use std::ops::Range;

#[derive(Debug, Copy, Clone, PartialEq, Eq, Default)] // Default for convenience
pub struct Span {
    pub start: usize, // Byte offset
    pub end: usize,   // Byte offset (exclusive)
}

impl Span {
    pub fn new(start: usize, end: usize) -> Span {
        Span { start, end }
    }

    // Helper to merge two spans (e.g., for whole expressions)
    pub fn merge(self, other: Span) -> Span {
        Span {
            start: self.start.min(other.start),
            end: self.end.max(other.end),
        }
    }

    pub fn to_range(self) -> Range<usize> {
        self.start..self.end
    }
}
//! Tabulated rocket engine performance and thrust calculation.
//!
//! The member crates are re-exported here so front-ends (CLI, simulators) can
//! depend on a single library:
//!
//! - [`tables`]: performance table loading and trilinear interpolation
//! - [`propulsion`]: throat sizing and thrust from chamber pressure or mass flow
//! - [`config`]: engine configuration files
//! - [`export`]: CSV/JSON report writers

pub mod engine;

pub use thrust_config as config;
pub use thrust_core::{constants, relations, units};
pub use thrust_export as export;
pub use thrust_propulsion as propulsion;
pub use thrust_tables as tables;

pub use thrust_propulsion::{
    DesignPoint, ErrorKind, MassFlowSolution, ThrustCalculator, ThrustError,
};
pub use thrust_tables::{PerformanceRecord, TableBounds, TableError, TableInterpolator};

/// Returns the version of the library.
pub fn version() -> &'static str {
    env!("CARGO_PKG_VERSION")
}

What to work on
From the entries above, copy every line containing the word "other".

Exercise solution
    pub fn merge(self, other: Span) -> Span {
            start: self.start.min(other.start),
            end: self.end.max(other.end),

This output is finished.